Out of all the letters reaching me probably more contain requests for advice on baldness than on any other ailment to which a canary is subject. I say "ailment for in most cases the loss of feathers is due to some factor upsetting the normal physiological function of the moult. There are a great many things that can do this. Wrong diet, wrong management, over-breeding all help to swell the number of birds with featherless heads and necks; wrong advice put out by those who should know better, even if they do not, does not decrease the number.

The Moult
Before we can understand just why a bird does not have the feathers that nature intended, it is necessary for us to understand something of nature's process by which the normal bird is supplied with its feathers. Nature has provided that a bird shall grow one coat of feathers each year.
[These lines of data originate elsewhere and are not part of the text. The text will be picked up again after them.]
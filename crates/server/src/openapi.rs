use utoipa::OpenApi;
use utoipa::ToSchema;

#[derive(ToSchema)]
pub struct HealthResponse { pub status: String }

#[derive(ToSchema)]
#[schema(rename_all = "camelCase")]
pub struct ResponseDtoDoc {
    #[schema(example = "201")]
    pub status_code: String,
    #[schema(example = "Loan created successfully")]
    pub status_msg: String,
}

#[derive(ToSchema)]
#[schema(rename_all = "camelCase")]
pub struct ErrorResponseDoc {
    #[schema(example = "uri=/api/fetch")]
    pub api_path: String,
    #[schema(example = "NOT_FOUND")]
    pub error_code: String,
    pub error_message: String,
    pub error_time: String,
}

#[derive(ToSchema)]
#[schema(rename_all = "camelCase")]
pub struct LoanDoc {
    pub loan_id: Option<i64>,
    #[schema(example = "9876543210")]
    pub mobile_number: String,
    #[schema(example = "548732457654")]
    pub loan_number: String,
    #[schema(example = "Home Loan")]
    pub loan_type: String,
    #[schema(example = 100000)]
    pub total_loan: i32,
    #[schema(example = 1000)]
    pub amount_paid: i32,
    #[schema(example = 99000)]
    pub outstanding_amount: i32,
}

#[derive(ToSchema)]
#[schema(rename_all = "camelCase")]
pub struct UpdateLoanRequestDoc {
    pub mobile_number: Option<String>,
    pub loan_number: String,
    pub loan_type: String,
    pub total_loan: i32,
    pub amount_paid: i32,
    /// Ignored; recomputed as totalLoan - amountPaid.
    pub outstanding_amount: Option<i32>,
}

#[derive(ToSchema)]
#[schema(rename_all = "camelCase")]
pub struct ContactInfoDoc {
    pub name: String,
    pub email: String,
    pub on_call_support: Vec<String>,
}

#[derive(OpenApi)]
#[openapi(
    info(title = "Loans", description = "Loan account records keyed by mobile number"),
    paths(
        crate::routes::health,
        crate::routes::loans::create,
        crate::routes::loans::fetch,
        crate::routes::loans::update,
        crate::routes::loans::delete,
        crate::routes::info::build_info,
        crate::routes::info::message,
        crate::routes::info::contact_info,
    ),
    components(
        schemas(
            HealthResponse,
            ResponseDtoDoc,
            ErrorResponseDoc,
            LoanDoc,
            UpdateLoanRequestDoc,
            ContactInfoDoc,
        )
    ),
    tags(
        (name = "health"),
        (name = "loans"),
        (name = "info")
    )
)]
pub struct ApiDoc;
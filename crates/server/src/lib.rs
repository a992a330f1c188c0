pub mod errors;
pub mod metrics;
pub mod openapi;
pub mod routes;
pub mod startup;
pub mod state;
pub mod validation;
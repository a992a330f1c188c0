use sea_orm::{entity::prelude::*, ColumnTrait, DatabaseConnection, EntityTrait, QueryFilter};
use serde::{Deserialize, Serialize};

use crate::errors;

/// Length of a mobile number accepted by the loans service.
pub const MOBILE_NUMBER_LEN: usize = 10;

#[derive(Clone, Debug, PartialEq, Eq, DeriveEntityModel, Serialize, Deserialize)]
#[sea_orm(table_name = "loans")]
pub struct Model {
    #[sea_orm(primary_key)]
    pub loan_id: i32,
    #[sea_orm(unique)]
    pub mobile_number: String,
    #[sea_orm(unique)]
    pub loan_number: String,
    pub loan_type: String,
    pub total_loan: i32,
    pub amount_paid: i32,
    pub outstanding_amount: i32,
    pub created_at: DateTimeWithTimeZone,
    pub updated_at: DateTimeWithTimeZone,
}

#[derive(Copy, Clone, Debug, EnumIter, DeriveRelation)]
pub enum Relation {}

impl ActiveModelBehavior for ActiveModel {}

/// Exactly ten ASCII digits; the empty string is rejected.
pub fn validate_mobile_number(m: &str) -> Result<(), errors::ModelError> {
    if m.len() != MOBILE_NUMBER_LEN || !m.bytes().all(|b| b.is_ascii_digit()) {
        return Err(errors::ModelError::Validation("Mobile number must be 10 digits".into()));
    }
    Ok(())
}

pub fn validate_loan_type(t: &str) -> Result<(), errors::ModelError> {
    if t.trim().is_empty() {
        return Err(errors::ModelError::Validation("loan type required".into()));
    }
    if t.len() > 100 {
        return Err(errors::ModelError::Validation("loan type must be at most 100 characters".into()));
    }
    Ok(())
}

/// Amounts are non-negative and the paid amount never exceeds the total.
pub fn validate_balances(total_loan: i32, amount_paid: i32) -> Result<(), errors::ModelError> {
    if total_loan < 0 {
        return Err(errors::ModelError::Validation("total loan must be >= 0".into()));
    }
    if amount_paid < 0 {
        return Err(errors::ModelError::Validation("amount paid must be >= 0".into()));
    }
    if amount_paid > total_loan {
        return Err(errors::ModelError::Validation("amount paid must not exceed total loan".into()));
    }
    Ok(())
}

pub async fn find_by_mobile_number(db: &DatabaseConnection, mobile_number: &str) -> Result<Option<Model>, errors::ModelError> {
    Entity::find()
        .filter(Column::MobileNumber.eq(mobile_number))
        .one(db)
        .await
        .map_err(|e| errors::ModelError::Db(e.to_string()))
}

pub async fn find_by_loan_number(db: &DatabaseConnection, loan_number: &str) -> Result<Option<Model>, errors::ModelError> {
    Entity::find()
        .filter(Column::LoanNumber.eq(loan_number))
        .one(db)
        .await
        .map_err(|e| errors::ModelError::Db(e.to_string()))
}

#[cfg(test)]
mod tests {
    use super::*;
    use chrono::Utc;
    use sea_orm::{ActiveModelTrait, Set};

    #[test]
    fn mobile_number_must_be_ten_digits() {
        assert!(validate_mobile_number("9876543210").is_ok());
        assert!(validate_mobile_number("").is_err());
        assert!(validate_mobile_number("987654321").is_err());
        assert!(validate_mobile_number("98765432101").is_err());
        assert!(validate_mobile_number("98765x3210").is_err());
        // non-ASCII digits are not accepted
        assert!(validate_mobile_number("٩٨٧٦٥٤٣٢١٠").is_err());
    }

    #[test]
    fn balances_are_checked() {
        assert!(validate_balances(100_000, 0).is_ok());
        assert!(validate_balances(100_000, 100_000).is_ok());
        assert!(validate_balances(100_000, 100_001).is_err());
        assert!(validate_balances(-1, 0).is_err());
        assert!(validate_balances(10, -1).is_err());
    }

    #[test]
    fn loan_type_is_required() {
        assert!(validate_loan_type("Home Loan").is_ok());
        assert!(validate_loan_type("   ").is_err());
    }

    #[tokio::test]
    async fn finders_hit_unique_columns() -> anyhow::Result<()> {
        let db = crate::db::connect_in_memory().await?;
        let now = Utc::now().into();
        let am = ActiveModel {
            mobile_number: Set("9876543210".into()),
            loan_number: Set("100000000001".into()),
            loan_type: Set("Home Loan".into()),
            total_loan: Set(100_000),
            amount_paid: Set(0),
            outstanding_amount: Set(100_000),
            created_at: Set(now),
            updated_at: Set(now),
            ..Default::default()
        };
        let inserted = am.insert(&db).await?;
        assert!(inserted.loan_id > 0);

        let by_mobile = find_by_mobile_number(&db, "9876543210").await?.expect("by mobile");
        assert_eq!(by_mobile.loan_number, "100000000001");
        let by_number = find_by_loan_number(&db, "100000000001").await?.expect("by loan number");
        assert_eq!(by_number.loan_id, inserted.loan_id);
        assert!(find_by_mobile_number(&db, "1111111111").await?.is_none());

        // the unique index rejects a second account for the same number
        let dup = ActiveModel {
            mobile_number: Set("9876543210".into()),
            loan_number: Set("100000000002".into()),
            loan_type: Set("Home Loan".into()),
            total_loan: Set(100_000),
            amount_paid: Set(0),
            outstanding_amount: Set(100_000),
            created_at: Set(now),
            updated_at: Set(now),
            ..Default::default()
        };
        assert!(dup.insert(&db).await.is_err());
        Ok(())
    }
}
In the wild state this takes place in our latitude and in the northern hemisphere in the latter part of July, in August, and the first part of September. The moult begins at the hottest period of the year and ends at the time when the first cool weather of autumn may be expected. These facts should be kept in mind for they furnish us with the only reliable means of controlling the moult that is now known. When a bird is placed in a room having an abnormally high temperature, or when he is subjected to sudden variations in temperature he will almost always go into the moult. The temperature changes appear to upset the functioning of the thyroid gland which governs to some extent all growth activities, although there are other glands that play an equally important part. Really it is a balance between the activities of a number of glands that govern the state of the body. And in this question of feathers the sex glands are of primary importance. When the sex glands are active the bird does not moult. The male will be in full song and the female will be in breeding condition. They will both be very active and have a high rate of metabolism (the process by which food is converted into energy).
More info on Canary molting can be found here.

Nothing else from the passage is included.